Cold-climate cultures with high levels of health have traditionally made use of stored berries in the wintertime, and also of herbs and spices, both of which are higher in antioxidants than food. For traditional Native Alaskans and other subsistence dwellers in northern climates (i.e., people eating solely the produce of their own geographical area), harvesting wild berries was a tremendously important autumnal activity. As if to compensate for the long, harsh, barren winters, these climates provide a plethora of extremely high-antioxidant berries. As well as wild blueberries, currants and rose hips, there are high-bush cranberries, low-bush cranberries, also called lingonberries, crowberries, salmonberries, and more, all of them measuring high on the antioxidant scale. Some of these berries are quite sour, and the sourest ones have the highest antioxidant scores. Where a score of 40 is considered very high, lingonberries have been measured at 203!

What happens to those antioxidants when the berries are frozen, or dried, or cooked into jam or baked in a pie? Since they are such active compounds, it makes sense that they undergo changes during such processes. Cooking at high temperatures deactivates many antioxidants. Those that are enzymes will be denatured above 140 degrees F, water-soluble vitamin antioxidants like vitamin C are destroyed by heat. However, there is some controversy over how very cold temperatures affect antioxidants. Most foods that contain antioxidants contain several different kinds. There are studies that have shown that freezing or cold-temperature storage will reduce the activity of one antioxidant but increase that of another, so that overall, the food has the same total antioxidant level. Is this as beneficial as the ratio offered in the food’s original form? We do not know yet. But the good news is, at least it now seems that respectable amounts of antioxidants survive freezing, when it used to be thought that they were mostly destroyed.

Sometimes, there is a trade-off in processing. When very sour berries like lingonberries – or, from another climate, acerola berries – are concentrated into juice and then cooked into syrup, the cooking will greatly reduce the antioxidant level, but the concentration into juice of what was already a very-high-antioxidant food will have made the level so high that the resulting product will still be high in certain antioxidants, although it may be completely devoid of the enzymatic ones and of vitamin C.

The message here is: you will still get antioxidants from eating processed forms of these foods, but you won’t be getting the full spectrum that the fresh form provides. Of all the preservation methods, gentle freeze-drying seems to provide the least disruption to the original profile. Regular freezing will lose you the vitamin C but keep most everything else. High-temperature cooking will make the greatest difference.

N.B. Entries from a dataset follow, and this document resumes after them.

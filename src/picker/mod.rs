pub mod selector;
pub mod service;
pub mod sets;

pub use selector::*;
pub use service::*;
pub use sets::*;
//! Failure isolation for screen turns.

use std::future::Future;
use std::panic::AssertUnwindSafe;

use futures::FutureExt;

pub const FAULT_NOTICE: &str =
    "Something went wrong. Your responses have been preserved, so nothing is lost.";

/// Catches an error or a panic escaping a screen turn so the session can
/// carry on. Retrying clears the fault and nothing else; answers and the
/// current step are untouched.
#[derive(Debug, Default)]
pub struct FaultBoundary {
    fault: Option<String>,
}

impl FaultBoundary {
    pub fn new() -> Self {
        Self::default()
    }

    pub fn has_fault(&self) -> bool {
        self.fault.is_some()
    }

    pub fn fault(&self) -> Option<&str> {
        self.fault.as_deref()
    }

    pub fn retry(&mut self) {
        self.fault = None;
    }

    /// Runs `turn`. Returns `None` if it failed, leaving the fault recorded.
    pub async fn guard<T, F>(&mut self, turn: F) -> Option<T>
    where
        F: Future<Output = anyhow::Result<T>>,
    {
        match AssertUnwindSafe(turn).catch_unwind().await {
            Ok(Ok(value)) => Some(value),
            Ok(Err(e)) => {
                self.record(format!("{:#}", e));
                None
            }
            Err(panic) => {
                let message = panic
                    .downcast_ref::<&str>()
                    .map(|s| s.to_string())
                    .or_else(|| panic.downcast_ref::<String>().cloned())
                    .unwrap_or_else(|| "unknown panic".to_string());
                self.record(message);
                None
            }
        }
    }

    fn record(&mut self, message: String) {
        tracing::error!(target: "survey", error = %message, "Screen failed");
        self.fault = Some(message);
    }
}

#[cfg(test)]
mod tests {
    use super::*;

    fn boundary_should_panic() -> bool {
        true
    }

    #[tokio::test]
    async fn test_success_passes_through() {
        let mut boundary = FaultBoundary::new();
        let value = boundary.guard(async { Ok::<_, anyhow::Error>(7) }).await;

        assert_eq!(value, Some(7));
        assert!(!boundary.has_fault());
    }

    #[tokio::test]
    async fn test_error_is_recorded() {
        let mut boundary = FaultBoundary::new();
        let value: Option<()> = boundary
            .guard(async { Err(anyhow::anyhow!("render failed")) })
            .await;

        assert!(value.is_none());
        assert_eq!(boundary.fault(), Some("render failed"));
    }

    #[tokio::test]
    async fn test_panic_is_caught_and_retry_resets() {
        let mut boundary = FaultBoundary::new();
        let value = boundary
            .guard(async {
                if boundary_should_panic() {
                    panic!("screen exploded");
                }
                Ok::<(), anyhow::Error>(())
            })
            .await;

        assert!(value.is_none());
        assert_eq!(boundary.fault(), Some("screen exploded"));

        boundary.retry();
        assert!(!boundary.has_fault());
    }
}
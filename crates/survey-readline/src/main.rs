use std::fs;
use std::path::PathBuf;
use std::sync::Arc;

use anyhow::{Context, Result, anyhow};
use clap::Parser;
use colored::Colorize;
use rustyline::Editor;
use tracing_subscriber::util::SubscriberInitExt;

use survey_core::config::SurveyRegistry;
use survey_core::flow::{SurveyController, SystemClock};
use survey_core::snapshot::SnapshotRepository;
use survey_infrastructure::{
    LogBuffer, PocketBaseBackend, SettingsService, TomlSnapshotRepository,
};

mod fault;
mod helper;
mod input;
mod logging;
mod screens;

use helper::CliHelper;
use screens::{SurveyApp, Turn};

#[derive(Parser)]
#[command(name = "survey")]
#[command(about = "Artifact Survey - tell us how you would describe the app you wish existed", long_about = None)]
struct Cli {
    /// Settings file (defaults to ~/.config/artifact-survey/config.toml)
    #[arg(long)]
    config: Option<PathBuf>,

    /// Record store URL, overriding settings and environment
    #[arg(long)]
    backend_url: Option<String>,

    /// Survey to run
    #[arg(long)]
    survey: Option<String>,

    /// Discard any saved progress and start over
    #[arg(long)]
    fresh: bool,

    /// Write the captured telemetry as JSON on exit
    #[arg(long, value_name = "PATH")]
    export_logs: Option<PathBuf>,
}

#[tokio::main]
async fn main() -> Result<()> {
    let cli = Cli::parse();

    let buffer = LogBuffer::new();
    logging::subscriber(buffer.clone(), logging::open_log_file())
        .try_init()
        .context("Failed to install tracing subscriber")?;

    // ===== Settings =====
    let settings_service = match &cli.config {
        Some(path) => SettingsService::with_path(path.clone()),
        None => SettingsService::new()?,
    };
    let mut settings = settings_service.load()?;
    if let Some(url) = cli.backend_url {
        settings.backend_url = url;
    }
    if let Some(id) = cli.survey {
        settings.survey_id = id;
    }

    let registry = SurveyRegistry::builtin();
    let survey = registry.get(&settings.survey_id).cloned().ok_or_else(|| {
        anyhow!(
            "Unknown survey '{}'. Available: {}",
            settings.survey_id,
            registry.ids().join(", ")
        )
    })?;

    // ===== Collaborators =====
    let snapshots: Arc<dyn SnapshotRepository> = Arc::new(match &settings.snapshot_path {
        Some(path) => TomlSnapshotRepository::with_path(path.clone()),
        None => TomlSnapshotRepository::new()?,
    });
    let backend = Arc::new(PocketBaseBackend::new(
        settings.backend_url.clone(),
        settings.request_timeout(),
    )?);
    let clock = Arc::new(SystemClock);

    let controller = if cli.fresh {
        if let Err(e) = snapshots.clear() {
            tracing::warn!(target: "survey", error = %e, "Failed to clear saved state");
        }
        SurveyController::new(survey.features, snapshots, clock)
    } else {
        SurveyController::resume(survey.features, snapshots, clock)
    };

    // ===== REPL =====
    let mut rl = Editor::new()?;
    rl.set_helper(Some(CliHelper::new()));

    println!("{}", format!("=== {} ===", survey.name).bright_magenta().bold());
    println!(
        "{}",
        "Type /back to go back, or /quit to leave (your progress is saved).".bright_black()
    );

    let mut app = SurveyApp::new(controller, survey, backend, rl);
    let finished = app.run().await?;
    if finished == Turn::Finished {
        tracing::info!(target: "survey", "Survey finished");
    }

    if let Some(path) = cli.export_logs {
        fs::write(&path, buffer.export_json()?)
            .with_context(|| format!("Failed to write logs to {}", path.display()))?;
        println!("{}", format!("Logs written to {}", path.display()).bright_black());
    }

    Ok(())
}
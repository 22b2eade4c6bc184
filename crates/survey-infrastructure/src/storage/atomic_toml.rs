//! Crash-safe TOML files.
//!
//! Writes go to a sibling temp file that is fsynced and then renamed over
//! the target, under an advisory lock held for the whole write. A reader
//! therefore sees either the previous document or the new one, never a
//! torn one.

use serde::{Serialize, de::DeserializeOwned};
use std::fs::{self, File, OpenOptions};
use std::io::Write as IoWrite;
use std::marker::PhantomData;
use std::path::{Path, PathBuf};
use survey_core::SurveyError;

/// Errors that can occur during atomic TOML operations.
#[derive(Debug)]
pub enum AtomicTomlError {
    /// File I/O error.
    IoError(std::io::Error),
    /// TOML parse error.
    TomlError(toml::de::Error),
    /// TOML serialization error.
    TomlSerError(toml::ser::Error),
    /// File locking error.
    LockError(String),
}

impl std::fmt::Display for AtomicTomlError {
    fn fmt(&self, f: &mut std::fmt::Formatter<'_>) -> std::fmt::Result {
        match self {
            AtomicTomlError::IoError(e) => write!(f, "I/O error: {}", e),
            AtomicTomlError::TomlError(e) => write!(f, "TOML parse error: {}", e),
            AtomicTomlError::TomlSerError(e) => write!(f, "TOML serialization error: {}", e),
            AtomicTomlError::LockError(e) => write!(f, "Lock error: {}", e),
        }
    }
}

impl std::error::Error for AtomicTomlError {}

impl From<std::io::Error> for AtomicTomlError {
    fn from(e: std::io::Error) -> Self {
        AtomicTomlError::IoError(e)
    }
}

impl From<toml::de::Error> for AtomicTomlError {
    fn from(e: toml::de::Error) -> Self {
        AtomicTomlError::TomlError(e)
    }
}

impl From<toml::ser::Error> for AtomicTomlError {
    fn from(e: toml::ser::Error) -> Self {
        AtomicTomlError::TomlSerError(e)
    }
}

impl From<AtomicTomlError> for SurveyError {
    fn from(e: AtomicTomlError) -> Self {
        match e {
            AtomicTomlError::IoError(e) => SurveyError::from(e),
            AtomicTomlError::TomlError(e) => SurveyError::from(e),
            AtomicTomlError::TomlSerError(e) => SurveyError::from(e),
            AtomicTomlError::LockError(message) => SurveyError::io(message),
        }
    }
}

/// A handle to one TOML document on disk.
pub struct AtomicTomlFile<T> {
    path: PathBuf,
    _phantom: PhantomData<T>,
}

impl<T> AtomicTomlFile<T>
where
    T: Serialize + DeserializeOwned,
{
    pub fn new(path: PathBuf) -> Self {
        Self {
            path,
            _phantom: PhantomData,
        }
    }

    pub fn path(&self) -> &Path {
        &self.path
    }

    /// Loads and deserializes the document.
    ///
    /// A missing or blank file yields `Ok(None)`.
    pub fn load(&self) -> Result<Option<T>, AtomicTomlError> {
        if !self.path.exists() {
            return Ok(None);
        }

        let content = fs::read_to_string(&self.path)?;

        if content.trim().is_empty() {
            return Ok(None);
        }

        let data: T = toml::from_str(&content)?;
        Ok(Some(data))
    }

    /// Replaces the document with `data`.
    pub fn save(&self, data: &T) -> Result<(), AtomicTomlError> {
        let _lock = self.acquire_lock()?;

        // Serialize before touching the disk so a bad value leaves the old file
        let toml_string = toml::to_string_pretty(data)?;

        let tmp_path = self.get_temp_path()?;
        let mut tmp_file = File::create(&tmp_path)?;
        tmp_file.write_all(toml_string.as_bytes())?;
        tmp_file.sync_all()?;
        drop(tmp_file);

        fs::rename(&tmp_path, &self.path)?;

        Ok(())
    }

    /// Deletes the document. Removing a file that does not exist succeeds.
    pub fn remove(&self) -> Result<(), AtomicTomlError> {
        let _lock = self.acquire_lock()?;

        match fs::remove_file(&self.path) {
            Ok(()) => Ok(()),
            Err(e) if e.kind() == std::io::ErrorKind::NotFound => Ok(()),
            Err(e) => Err(e.into()),
        }
    }

    fn get_temp_path(&self) -> Result<PathBuf, AtomicTomlError> {
        let parent = self.path.parent().ok_or_else(|| {
            AtomicTomlError::IoError(std::io::Error::new(
                std::io::ErrorKind::InvalidInput,
                "Path has no parent directory",
            ))
        })?;

        let file_name = self.path.file_name().ok_or_else(|| {
            AtomicTomlError::IoError(std::io::Error::new(
                std::io::ErrorKind::InvalidInput,
                "Path has no file name",
            ))
        })?;

        let tmp_name = format!(".{}.tmp", file_name.to_string_lossy());
        Ok(parent.join(tmp_name))
    }

    fn acquire_lock(&self) -> Result<FileLock, AtomicTomlError> {
        FileLock::acquire(&self.path)
    }
}

/// Exclusive advisory lock, released on drop.
struct FileLock {
    #[allow(dead_code)]
    file: File,
    lock_path: PathBuf,
}

impl FileLock {
    fn acquire(path: &Path) -> Result<Self, AtomicTomlError> {
        let lock_path = path.with_extension("lock");

        if let Some(parent) = lock_path.parent() {
            if !parent.exists() {
                fs::create_dir_all(parent)?;
            }
        }

        let file = OpenOptions::new()
            .write(true)
            .create(true)
            .truncate(false)
            .open(&lock_path)?;

        #[cfg(unix)]
        {
            use fs2::FileExt;
            file.lock_exclusive().map_err(|e| {
                AtomicTomlError::LockError(format!("Failed to acquire lock: {}", e))
            })?;
        }

        Ok(FileLock { file, lock_path })
    }
}

impl Drop for FileLock {
    fn drop(&mut self) {
        // Best effort; the lock itself goes with the handle
        let _ = fs::remove_file(&self.lock_path);
    }
}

If you want to avoid high-temperature processing, there are many easy and delectable recipes for raw pies using fresh or frozen berries. And you can actually make a delicious jam by processing two cups of fresh or frozen berries with a cup of dried figs, dates or raisins, which also contain antioxidants. This jam is a delightful spread, a concentration of antioxidants, without the need to resort to masses of refined sugar and high-temperature processing. Berries, especially, contain so much natural pectin that they need little encouragement to gel into a ‘jam.’

So, when you look at the spectacular colors of fall’s foliage, feel the days getting shorter and the chill entering the air, remember your antioxidants and the delicious ways to incorporate them. In my article two months ago, I pointed out that fall itself is a time of new beginning ( as exemplified by Jewish New Year and the start of the school year). Whereas spring is a renewal of life after getting through the winter’s lean times, autumn is a time of appreciating the abundance of the year’s growth, of reflecting on all that growth and looking ahead to where it will lead. To your health!